YOUR GOAL:
Reproduce the opening lines of the records exactly, up to and including the line in which "const NEWLINE: &[u8]" occurs.

RECORDED INFORMATION:
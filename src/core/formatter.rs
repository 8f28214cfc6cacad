//! Line format for log entries
//!
//! Every entry renders as exactly one line:
//!
//! ```text
//! ~ [<timestamp>] LEVEL -- message -- key="value" key2="value2"
//! ```
//!
//! The timestamp block is present only when enabled. The trailing ` --` and
//! attribute pairs appear only when the entry has attributes. Values are
//! rendered with `Display`, double quotes are swapped for single quotes, and
//! the result is quoted with every non-printable or non-ASCII character
//! escaped.

use super::log_entry::LogEntry;
use super::sink::Sink;
use std::fmt::Write as _;
use std::io;

const PREFIX: &[u8] = b"~ ";
const SEPARATOR: &[u8] = b" --";
const SEPARATOR_SPACE: &[u8] = b" -- ";
const TS_PREFIX: &[u8] = b"[";
const TS_SUFFIX: &[u8] = b"] ";
const SPACE: &[u8] = b" ";
const EQUALS: &[u8] = b"=";
const NEWLINE: &[u8] = b"\n";

/// Issues writes until the first failure, then skips the rest
struct ShortCircuit<'a> {
    sink: &'a mut dyn Sink,
    result: io::Result<()>,
}

impl<'a> ShortCircuit<'a> {
    fn new(sink: &'a mut dyn Sink) -> Self {
        Self { sink, result: Ok(()) }
    }

    fn put(&mut self, bytes: &[u8]) {
        if self.result.is_ok() {
            self.result = self.sink.write(bytes);
        }
    }

    fn finish(self) -> io::Result<()> {
        self.result
    }
}

/// Render the current wall-clock time for the timestamp block
fn timestamp() -> String {
    chrono::Local::now().to_string()
}

/// Write `entry` to `sink` as one line
///
/// The line is issued as a sequence of writes. After the first failing write
/// the remaining ones are skipped and that first error is returned.
pub fn write_entry(
    entry: &LogEntry,
    sink: &mut dyn Sink,
    display_timestamp: bool,
) -> io::Result<()> {
    let mut w = ShortCircuit::new(sink);

    w.put(PREFIX);
    if display_timestamp {
        w.put(TS_PREFIX);
        w.put(timestamp().as_bytes());
        w.put(TS_SUFFIX);
    }
    w.put(entry.level().to_str().as_bytes());
    w.put(SEPARATOR_SPACE);
    w.put(entry.message().as_bytes());

    if !entry.attributes().is_empty() {
        w.put(SEPARATOR);
        for (key, value) in entry.attributes() {
            w.put(SPACE);
            w.put(key.as_bytes());
            w.put(EQUALS);
            let rendered = value.to_string().replace('"', "'");
            w.put(quote_ascii(&rendered).as_bytes());
        }
    }
    w.put(NEWLINE);

    w.finish()
}

/// Render `entry` into a fresh buffer
pub fn format_entry(entry: &LogEntry, display_timestamp: bool) -> Vec<u8> {
    let mut buf = BufferSink(Vec::with_capacity(64));
    // Writing into a Vec cannot fail.
    let _ = write_entry(entry, &mut buf, display_timestamp);
    buf.0
}

struct BufferSink(Vec<u8>);

impl Sink for BufferSink {
    fn write(&mut self, buf: &[u8]) -> io::Result<()> {
        self.0.extend_from_slice(buf);
        Ok(())
    }

    fn name(&self) -> &str {
        "buffer"
    }
}

/// Double-quote `s`, escaping anything that is not printable ASCII
///
/// Backslash and double quote are backslash-escaped, the usual control
/// characters get their short escapes, remaining control bytes become
/// `\xNN`, and non-ASCII characters become `\uNNNN` or `\UNNNNNNNN`.
pub fn quote_ascii(s: &str) -> String {
    let mut out = String::with_capacity(s.len() + 2);
    out.push('"');
    for c in s.chars() {
        match c {
            '"' => out.push_str("\\\""),
            '\\' => out.push_str("\\\\"),
            '\u{07}' => out.push_str("\\a"),
            '\u{08}' => out.push_str("\\b"),
            '\u{0C}' => out.push_str("\\f"),
            '\n' => out.push_str("\\n"),
            '\r' => out.push_str("\\r"),
            '\t' => out.push_str("\\t"),
            '\u{0B}' => out.push_str("\\v"),
            ' '..='~' => out.push(c),
            c if (c as u32) < 0x80 => {
                let _ = write!(out, "\\x{:02x}", c as u32);
            }
            c if (c as u32) < 0x1_0000 => {
                let _ = write!(out, "\\u{:04x}", c as u32);
            }
            c => {
                let _ = write!(out, "\\U{:08x}", c as u32);
            }
        }
    }
    out.push('"');
    out
}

ANSWER TO THE EXERCISE:
filename src/core/formatter.rs
repository 8f28214cfc6cacad
//! Line format for log entries
//!
//! Every entry renders as exactly one line:
//!
//! ```text
//! ~ [<timestamp>] LEVEL -- message -- key="value" key2="value2"
//! ```
//!
//! The timestamp block is present only when enabled. The trailing ` --` and
//! attribute pairs appear only when the entry has attributes. Values are
//! rendered with `Display`, double quotes are swapped for single quotes, and
//! the result is quoted with every non-printable or non-ASCII character
//! escaped.

use super::log_entry::LogEntry;
use super::sink::Sink;
use std::fmt::Write as _;
use std::io;

const PREFIX: &[u8] = b"~ ";
const SEPARATOR: &[u8] = b" --";
const SEPARATOR_SPACE: &[u8] = b" -- ";
const TS_PREFIX: &[u8] = b"[";
const TS_SUFFIX: &[u8] = b"] ";
const SPACE: &[u8] = b" ";
const EQUALS: &[u8] = b"=";
const NEWLINE: &[u8] = b"\n";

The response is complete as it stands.